_RECORDS TO PROCESS_
↓

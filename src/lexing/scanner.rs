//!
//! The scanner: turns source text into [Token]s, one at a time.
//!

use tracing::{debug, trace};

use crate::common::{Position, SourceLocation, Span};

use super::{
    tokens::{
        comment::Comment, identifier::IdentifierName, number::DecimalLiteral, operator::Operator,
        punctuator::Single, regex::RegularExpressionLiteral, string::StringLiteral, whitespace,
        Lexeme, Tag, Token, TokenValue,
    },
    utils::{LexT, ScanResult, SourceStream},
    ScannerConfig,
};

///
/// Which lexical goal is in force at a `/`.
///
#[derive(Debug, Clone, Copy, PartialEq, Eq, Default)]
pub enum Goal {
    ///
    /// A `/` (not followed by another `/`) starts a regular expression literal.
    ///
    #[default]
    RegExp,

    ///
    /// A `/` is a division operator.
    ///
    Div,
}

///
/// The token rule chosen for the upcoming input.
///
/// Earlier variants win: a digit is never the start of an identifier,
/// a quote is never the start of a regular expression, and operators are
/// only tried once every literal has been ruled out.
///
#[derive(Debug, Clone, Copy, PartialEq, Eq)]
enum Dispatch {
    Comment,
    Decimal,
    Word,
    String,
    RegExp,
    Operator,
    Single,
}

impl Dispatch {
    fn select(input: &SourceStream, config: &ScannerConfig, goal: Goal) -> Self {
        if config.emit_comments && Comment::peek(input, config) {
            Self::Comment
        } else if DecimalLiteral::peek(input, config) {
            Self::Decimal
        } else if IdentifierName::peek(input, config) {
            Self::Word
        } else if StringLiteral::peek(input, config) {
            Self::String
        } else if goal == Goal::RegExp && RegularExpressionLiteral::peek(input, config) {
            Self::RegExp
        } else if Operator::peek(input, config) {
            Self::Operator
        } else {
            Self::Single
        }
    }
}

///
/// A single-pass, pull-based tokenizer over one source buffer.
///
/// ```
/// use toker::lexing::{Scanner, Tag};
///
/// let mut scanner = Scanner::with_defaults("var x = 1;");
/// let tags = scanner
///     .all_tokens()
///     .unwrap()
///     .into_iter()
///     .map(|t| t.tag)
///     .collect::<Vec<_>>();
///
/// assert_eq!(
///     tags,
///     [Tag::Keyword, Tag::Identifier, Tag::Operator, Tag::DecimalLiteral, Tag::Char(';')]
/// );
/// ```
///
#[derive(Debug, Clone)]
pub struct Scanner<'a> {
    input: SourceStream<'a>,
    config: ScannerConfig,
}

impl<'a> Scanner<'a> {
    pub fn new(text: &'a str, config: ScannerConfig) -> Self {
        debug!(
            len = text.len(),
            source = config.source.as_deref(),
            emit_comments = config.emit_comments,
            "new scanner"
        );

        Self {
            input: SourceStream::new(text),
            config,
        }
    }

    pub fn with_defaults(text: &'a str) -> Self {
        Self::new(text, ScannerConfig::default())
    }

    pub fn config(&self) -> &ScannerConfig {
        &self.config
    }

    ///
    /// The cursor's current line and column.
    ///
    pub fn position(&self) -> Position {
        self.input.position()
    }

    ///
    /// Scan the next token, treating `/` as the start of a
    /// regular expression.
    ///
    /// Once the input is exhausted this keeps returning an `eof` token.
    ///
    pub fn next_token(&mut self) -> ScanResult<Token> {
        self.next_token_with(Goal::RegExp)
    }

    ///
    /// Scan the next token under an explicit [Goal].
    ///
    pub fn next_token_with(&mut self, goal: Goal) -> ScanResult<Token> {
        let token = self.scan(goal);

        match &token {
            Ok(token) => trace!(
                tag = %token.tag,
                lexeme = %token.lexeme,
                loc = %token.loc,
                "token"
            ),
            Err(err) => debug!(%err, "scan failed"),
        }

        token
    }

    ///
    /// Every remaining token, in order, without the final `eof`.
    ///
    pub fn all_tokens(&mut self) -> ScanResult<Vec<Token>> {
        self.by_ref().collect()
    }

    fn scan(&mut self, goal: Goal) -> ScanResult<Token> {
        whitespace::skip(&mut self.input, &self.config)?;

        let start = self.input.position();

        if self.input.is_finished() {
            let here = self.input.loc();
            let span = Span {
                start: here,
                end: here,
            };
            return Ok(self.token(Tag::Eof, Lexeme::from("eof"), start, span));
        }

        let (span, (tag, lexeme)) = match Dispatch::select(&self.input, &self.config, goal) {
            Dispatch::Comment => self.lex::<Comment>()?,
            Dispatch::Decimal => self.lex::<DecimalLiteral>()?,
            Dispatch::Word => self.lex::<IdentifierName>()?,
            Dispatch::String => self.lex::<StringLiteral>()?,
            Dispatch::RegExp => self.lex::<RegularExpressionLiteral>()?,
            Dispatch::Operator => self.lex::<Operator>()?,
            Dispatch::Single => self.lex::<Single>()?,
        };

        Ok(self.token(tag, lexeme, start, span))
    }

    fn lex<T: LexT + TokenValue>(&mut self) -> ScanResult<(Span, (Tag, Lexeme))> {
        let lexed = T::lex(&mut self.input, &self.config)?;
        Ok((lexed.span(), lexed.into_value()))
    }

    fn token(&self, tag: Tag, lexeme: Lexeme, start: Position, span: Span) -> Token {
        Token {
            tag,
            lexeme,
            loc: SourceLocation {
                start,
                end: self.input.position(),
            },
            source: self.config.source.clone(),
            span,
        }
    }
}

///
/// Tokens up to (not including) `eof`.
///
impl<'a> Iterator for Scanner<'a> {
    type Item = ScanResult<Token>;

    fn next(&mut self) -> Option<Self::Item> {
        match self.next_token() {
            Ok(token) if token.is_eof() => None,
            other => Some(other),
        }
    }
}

↑

Produce a verbatim transcription of the entries above.

filename src/lexing/scanner.rs
//!
//! The scanner: turns source text into [Token]s, one at a time.
//!

use tracing::{debug, trace};

use crate::common::{Position, SourceLocation, Span};

use super::{
    tokens::{
        comment::Comment, identifier::IdentifierName, number::DecimalLiteral, operator::Operator,
        punctuator::Single, regex::RegularExpressionLiteral, string::StringLiteral, whitespace,
        Lexeme, Tag, Token, TokenValue,
    },
    utils::{LexT, ScanResult, SourceStream},
    ScannerConfig,
};

///
/// Which lexical goal is in force at a `/`.
///
#[derive(Debug, Clone, Copy, PartialEq, Eq, Default)]
pub enum Goal {
    ///
    /// A `/` (not followed by another `/`) starts a regular expression literal.
    ///
    #[default]
    RegExp,

    ///
    /// A `/` is a division operator.
    ///
    Div,
}

///
/// The token rule chosen for the upcoming input.
///
/// Earlier variants win: a digit is never the start of an identifier,
/// a quote is never the start of a regular expression, and operators are
/// only tried once every literal has been ruled out.
///
#[derive(Debug, Clone, Copy, PartialEq, Eq)]
enum Dispatch {
    Comment,
    Decimal,
    Word,
    String,
    RegExp,
    Operator,
    Single,
}

impl Dispatch {
    fn select(input: &SourceStream, config: &ScannerConfig, goal: Goal) -> Self {
        if config.emit_comments && Comment::peek(input, config) {
            Self::Comment
        } else if DecimalLiteral::peek(input, config) {
            Self::Decimal
        } else if IdentifierName::peek(input, config) {
            Self::Word
        } else if StringLiteral::peek(input, config) {
            Self::String
        } else if goal == Goal::RegExp && RegularExpressionLiteral::peek(input, config) {
            Self::RegExp
        } else if Operator::peek(input, config) {
            Self::Operator
        } else {
            Self::Single
        }
    }
}

///
/// A single-pass, pull-based tokenizer over one source buffer.
///
/// ```
/// use toker::lexing::{Scanner, Tag};
///
/// let mut scanner = Scanner::with_defaults("var x = 1;");
/// let tags = scanner
///     .all_tokens()
///     .unwrap()
///     .into_iter()
///     .map(|t| t.tag)
///     .collect::<Vec<_>>();
///
/// assert_eq!(
///     tags,
///     [Tag::Keyword, Tag::Identifier, Tag::Operator, Tag::DecimalLiteral, Tag::Char(';')]
/// );
/// ```
///
#[derive(Debug, Clone)]
pub struct Scanner<'a> {
    input: SourceStream<'a>,
    config: ScannerConfig,
}

impl<'a> Scanner<'a> {
    pub fn new(text: &'a str, config: ScannerConfig) -> Self {
        debug!(
            len = text.len(),
            source = config.source.as_deref(),
            emit_comments = config.emit_comments,
            "new scanner"
        );

        Self {
            input: SourceStream::new(text),
            config,
        }
    }

    pub fn with_defaults(text: &'a str) -> Self {
        Self::new(text, ScannerConfig::default())
    }

    pub fn config(&self) -> &ScannerConfig {
        &self.config
    }

    ///
    /// The cursor's current line and column.
    ///
    pub fn position(&self) -> Position {
        self.input.position()
    }

    ///
    /// Scan the next token, treating `/` as the start of a
    /// regular expression.
    ///
    /// Once the input is exhausted this keeps returning an `eof` token.
    ///
    pub fn next_token(&mut self) -> ScanResult<Token> {
        self.next_token_with(Goal::RegExp)
    }

    ///
    /// Scan the next token under an explicit [Goal].
    ///
    pub fn next_token_with(&mut self, goal: Goal) -> ScanResult<Token> {
        let token = self.scan(goal);

        match &token {
            Ok(token) => trace!(
                tag = %token.tag,
                lexeme = %token.lexeme,
                loc = %token.loc,
                "token"
            ),
            Err(err) => debug!(%err, "scan failed"),
        }

        token
    }

    ///
    /// Every remaining token, in order, without the final `eof`.
    ///
    pub fn all_tokens(&mut self) -> ScanResult<Vec<Token>> {
        self.by_ref().collect()
    }

    fn scan(&mut self, goal: Goal) -> ScanResult<Token> {
        whitespace::skip(&mut self.input, &self.config)?;

        let start = self.input.position();

        if self.input.is_finished() {
            let here = self.input.loc();
            let span = Span {
                start: here,
                end: here,
            };
            return Ok(self.token(Tag::Eof, Lexeme::from("eof"), start, span));
        }

        let (span, (tag, lexeme)) = match Dispatch::select(&self.input, &self.config, goal) {
            Dispatch::Comment => self.lex::<Comment>()?,
            Dispatch::Decimal => self.lex::<DecimalLiteral>()?,
            Dispatch::Word => self.lex::<IdentifierName>()?,
            Dispatch::String => self.lex::<StringLiteral>()?,
            Dispatch::RegExp => self.lex::<RegularExpressionLiteral>()?,
            Dispatch::Operator => self.lex::<Operator>()?,
            Dispatch::Single => self.lex::<Single>()?,
        };

        Ok(self.token(tag, lexeme, start, span))
    }

    fn lex<T: LexT + TokenValue>(&mut self) -> ScanResult<(Span, (Tag, Lexeme))> {
        let lexed = T::lex(&mut self.input, &self.config)?;
        Ok((lexed.span(), lexed.into_value()))
    }

    fn token(&self, tag: Tag, lexeme: Lexeme, start: Position, span: Span) -> Token {
        Token {
            tag,
            lexeme,
            loc: SourceLocation {
                start,
                end: self.input.position(),
            },
            source: self.config.source.clone(),
            span,
        }
    }
}

///
/// Tokens up to (not including) `eof`.
///
impl<'a> Iterator for Scanner<'a> {
    type Item = ScanResult<Token>;

    fn next(&mut self) -> Option<Self::Item> {
        match self.next_token() {
            Ok(token) if token.is_eof() => None,
            other => Some(other),
        }
    }
}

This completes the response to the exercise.